L’Afrique a enregistré un nombre relativement limité de cas d’infection et de morts depuis le début de la pandémie de COVID-19, évitant ainsi le scénario catastrophe qui avait été évoqué par maints analystes pessimistes.

Ces résultats « encourageants » ne signifient pas que les autorités sanitaires des États qui composent le vaste continent peuvent baisser la garde, prévient Thomas Druetz, professeur adjoint de l’École de santé publique de l’Université de Montréal.

« La situation en Afrique reste fragile […]. Les systèmes de santé sont déficients à de multiples égards, et on peut rapidement se retrouver dans une situation hors de contrôle », souligne-t-il.

La Dre Joanne Liu, qui chapeautait Médecins sans frontières (MSF) lors de la lutte contre le virus Ebola, prévient aussi qu’il faut prendre garde de tirer des conclusions trop hâtives relativement à la propagation du nouveau coronavirus sur le continent africain.

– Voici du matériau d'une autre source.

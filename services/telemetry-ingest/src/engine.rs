//! Ingestion engine
//!
//! Wires the registry, the series store, the optional historical loader and
//! the optional live path (dispatcher behind the gate) into one object.
//! Which collaborators exist is decided by configuration: history-only,
//! live-only and combined deployments are the same engine.

use std::sync::Arc;

use tokio::sync::mpsc;
use tracing::{debug, info, warn};
use types::errors::IngestError;

use crate::config::{ConfigError, EngineConfig};
use crate::events::LiveMessage;
use crate::gate::{Admission, IngestGate, ReplaySummary};
use crate::historical::{HistoricalLoader, LoadReport, LoaderConfig};
use crate::live::LiveDispatcher;
use crate::metrics::{IngestMetrics, LoadOutcome};
use crate::registry::ChannelRegistry;
use crate::series::SeriesStore;
use crate::source::RecordSource;

/// How the historical phase ended.
#[derive(Debug, Clone, PartialEq)]
pub enum HistoryOutcome {
    Loaded(LoadReport),
    /// Fetch or parse failed; channels start empty.
    Failed(IngestError),
    /// History disabled or no source given.
    Skipped,
}

impl HistoryOutcome {
    pub fn report(&self) -> Option<&LoadReport> {
        match self {
            HistoryOutcome::Loaded(report) => Some(report),
            _ => None,
        }
    }
}

/// Summary of a `run`.
#[derive(Debug, Clone, PartialEq)]
pub struct RunSummary {
    pub history: HistoryOutcome,
    pub replay: ReplaySummary,
    /// Messages taken off the live feed.
    pub live_messages: u64,
}

pub struct TelemetryEngine {
    registry: Arc<ChannelRegistry>,
    store: Arc<SeriesStore>,
    metrics: Arc<IngestMetrics>,
    loader: Option<HistoricalLoader>,
    gate: Option<IngestGate>,
}

impl TelemetryEngine {
    pub fn from_config(config: &EngineConfig) -> Result<Self, ConfigError> {
        config.validate()?;

        let registry = Arc::new(ChannelRegistry::from_config(&config.channels)?);
        let store = Arc::new(SeriesStore::from_registry(&registry));
        let metrics = Arc::new(IngestMetrics::new());

        let loader = config.history.enabled.then(|| {
            HistoricalLoader::new(
                registry.clone(),
                LoaderConfig::from_engine(config),
                metrics.clone(),
            )
        });

        let gate = config.live.enabled.then(|| {
            let dispatcher =
                LiveDispatcher::new(registry.clone(), store.clone(), config.time, metrics.clone());
            IngestGate::new(dispatcher, config.live.queue_capacity, metrics.clone())
        });

        info!(
            channels = registry.len(),
            history = loader.is_some(),
            live = gate.is_some(),
            offset_seconds = config.time.offset_seconds,
            "TelemetryEngine initialized"
        );

        Ok(Self {
            registry,
            store,
            metrics,
            loader,
            gate,
        })
    }

    pub fn registry(&self) -> &Arc<ChannelRegistry> {
        &self.registry
    }

    pub fn store(&self) -> &Arc<SeriesStore> {
        &self.store
    }

    pub fn metrics(&self) -> &Arc<IngestMetrics> {
        &self.metrics
    }

    pub fn has_history(&self) -> bool {
        self.loader.is_some()
    }

    pub fn has_live(&self) -> bool {
        self.gate.is_some()
    }

    /// Feed one live message through the gate.
    ///
    /// `Ok(None)` when the live path is disabled.
    pub fn submit(&self, message: LiveMessage) -> Result<Option<Admission>, IngestError> {
        match &self.gate {
            Some(gate) => gate.submit(message).map(Some),
            None => {
                debug!(key = %message.channel_key, "Live path disabled; message ignored");
                Ok(None)
            }
        }
    }

    /// Run the historical phase. Does not open the gate.
    pub async fn load_history(&self, source: Option<&dyn RecordSource>) -> HistoryOutcome {
        let (loader, source) = match (&self.loader, source) {
            (Some(loader), Some(source)) => (loader, source),
            (Some(_), None) => {
                warn!("History enabled but no source configured; starting live-only");
                self.metrics.record_load(LoadOutcome::Skipped, 0);
                return HistoryOutcome::Skipped;
            }
            (None, _) => {
                debug!("History disabled");
                self.metrics.record_load(LoadOutcome::Skipped, 0);
                return HistoryOutcome::Skipped;
            }
        };

        match loader.load(source, &self.store).await {
            Ok(report) => HistoryOutcome::Loaded(report),
            Err(e) => HistoryOutcome::Failed(e),
        }
    }

    /// Release queued live messages. Call once the historical phase is over.
    pub fn open_gate(&self) -> ReplaySummary {
        self.gate
            .as_ref()
            .map(IngestGate::open)
            .unwrap_or_default()
    }

    /// Drive the startup merge and the live feed to completion.
    ///
    /// The load and the feed are polled together; messages arriving
    /// during the load are queued and replayed once it finishes, whatever
    /// its outcome. Returns when the load is done and the feed has closed.
    pub async fn run(
        &self,
        source: Option<Box<dyn RecordSource>>,
        feed: Option<mpsc::Receiver<LiveMessage>>,
    ) -> RunSummary {
        let mut feed = feed;
        let mut history: Option<HistoryOutcome> = None;
        let mut replay = ReplaySummary::default();
        let mut live_messages = 0u64;

        let load = self.load_history(source.as_deref());
        tokio::pin!(load);

        loop {
            tokio::select! {
                outcome = &mut load, if history.is_none() => {
                    history = Some(outcome);
                    replay = self.open_gate();
                }
                message = next_message(&mut feed) => match message {
                    Some(message) => {
                        live_messages += 1;
                        // rejections are logged and counted downstream
                        let _ = self.submit(message);
                    }
                    None => {
                        debug!("Live feed closed");
                        feed = None;
                    }
                },
            }

            if feed.is_none() {
                if let Some(history) = history.take() {
                    info!(
                        live_messages,
                        samples = self.store.total_samples(),
                        rejected = self.metrics.total_rejected(),
                        "Engine run finished"
                    );
                    return RunSummary {
                        history,
                        replay,
                        live_messages,
                    };
                }
            }
        }
    }
}

async fn next_message(feed: &mut Option<mpsc::Receiver<LiveMessage>>) -> Option<LiveMessage> {
    match feed {
        Some(rx) => rx.recv().await,
        None => std::future::pending().await,
    }
}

« Une épidémie est toujours un exercice d’humilité. Il ne faut jamais crier victoire trop vite parce qu’on se fait toujours prendre », souligne-t-elle, en relevant que l’on dispose pour l’heure d’un portrait très « parcellaire » de la situation africaine.

Selon le plus récent décompte des Centres africains pour le contrôle et la prévention des maladies, plus de 204 000 cas d’infection et 5530 morts ont été enregistrés mardi pour l’ensemble du continent, où vivent 1,3 milliard de personnes.

À titre indicatif, les États-Unis ont officiellement recensé plus de 2 millions de cas d’infection et 115 000 morts pour une population, quatre fois moins importante, de 330 millions de personnes.

François Audet, qui dirige l’Institut d’études internationales de Montréal, note que le taux de dépistage dans de nombreux pays africains demeure très bas, ce qui a pour effet de masquer une partie de la propagation réelle du virus.

Les indicateurs fournis ne suggèrent cependant pas qu’il existe des « éclosions massives » de COVID-19 faisant des « ravages que l’on ne voit pas », dit-il.

Les grands centres urbains touchés ne « semblent pas débordés » sur le plan de leurs capacités hospitalières, et les cimetières ne le sont généralement pas non plus, ajoute M. Audet.

« On voit une certaine surmortalité, mais on ne voit pas de situations comme au Brésil, où il faut creuser des fosses communes », fait observer M. Audet.

Pistes d'explications

Le jeune âge relatif de la population africaine, qui compte moins de 5 % de personnes âgées de 65 ans et plus, semble limiter l’effet du coronavirus, dit-il.

La plus faible prévalence de cas de diabète et d’obésité, facteurs de risque pour contracter la COVID-19, entre également en jeu, ajoute M. Druetz.

L’existence d’une forme d’immunité croisée découlant de l’exposition passée à d’autres virus est aussi parfois évoquée pour expliquer la situation, relève le chercheur, en précisant qu’il s’agit d’une hypothèse devant être étudiée.

La saisonnalité du virus, que la chaleur et l’humidité auraient pu avoir rendu moins résistant, est un autre facteur potentiel à considérer, ajoute le professeur de l’Université de Montréal.

PHOTO AFOLABI SOTUNDE, ARCHIVES REUTERS

Des gens attendent en ligne avant d'accéder à un guichet automatique, à Abuja, au Nigeria.

Il insiste par ailleurs sur la rapidité avec laquelle nombre de pays ont mis en place des mesures de contrôle sanitaire.

M. Audet relève que l’expérience de nombreux pays africains avec des maladies infectieuses a généré des « réflexes sociaux » favorisant des comportements appropriés.

La Dre Liu note dans la même veine que les « gens sont assez bons » pour adapter leur comportement en situation d’urgence sanitaire, « une fois que le message est passé ».

Rien ne permet pour autant d’affirmer que le continent africain est à l’abri d’une flambée d’infection, affirme l’ancienne dirigeante de MSF, qui évoque la situation du Brésil, en pleine crise, pour réitérer sa mise en garde contre toute conclusion précipitée.

« Ça fait deux mois que l’on prédit que ça va mal aller là-bas, et ça se concrétise maintenant », souligne-t-elle.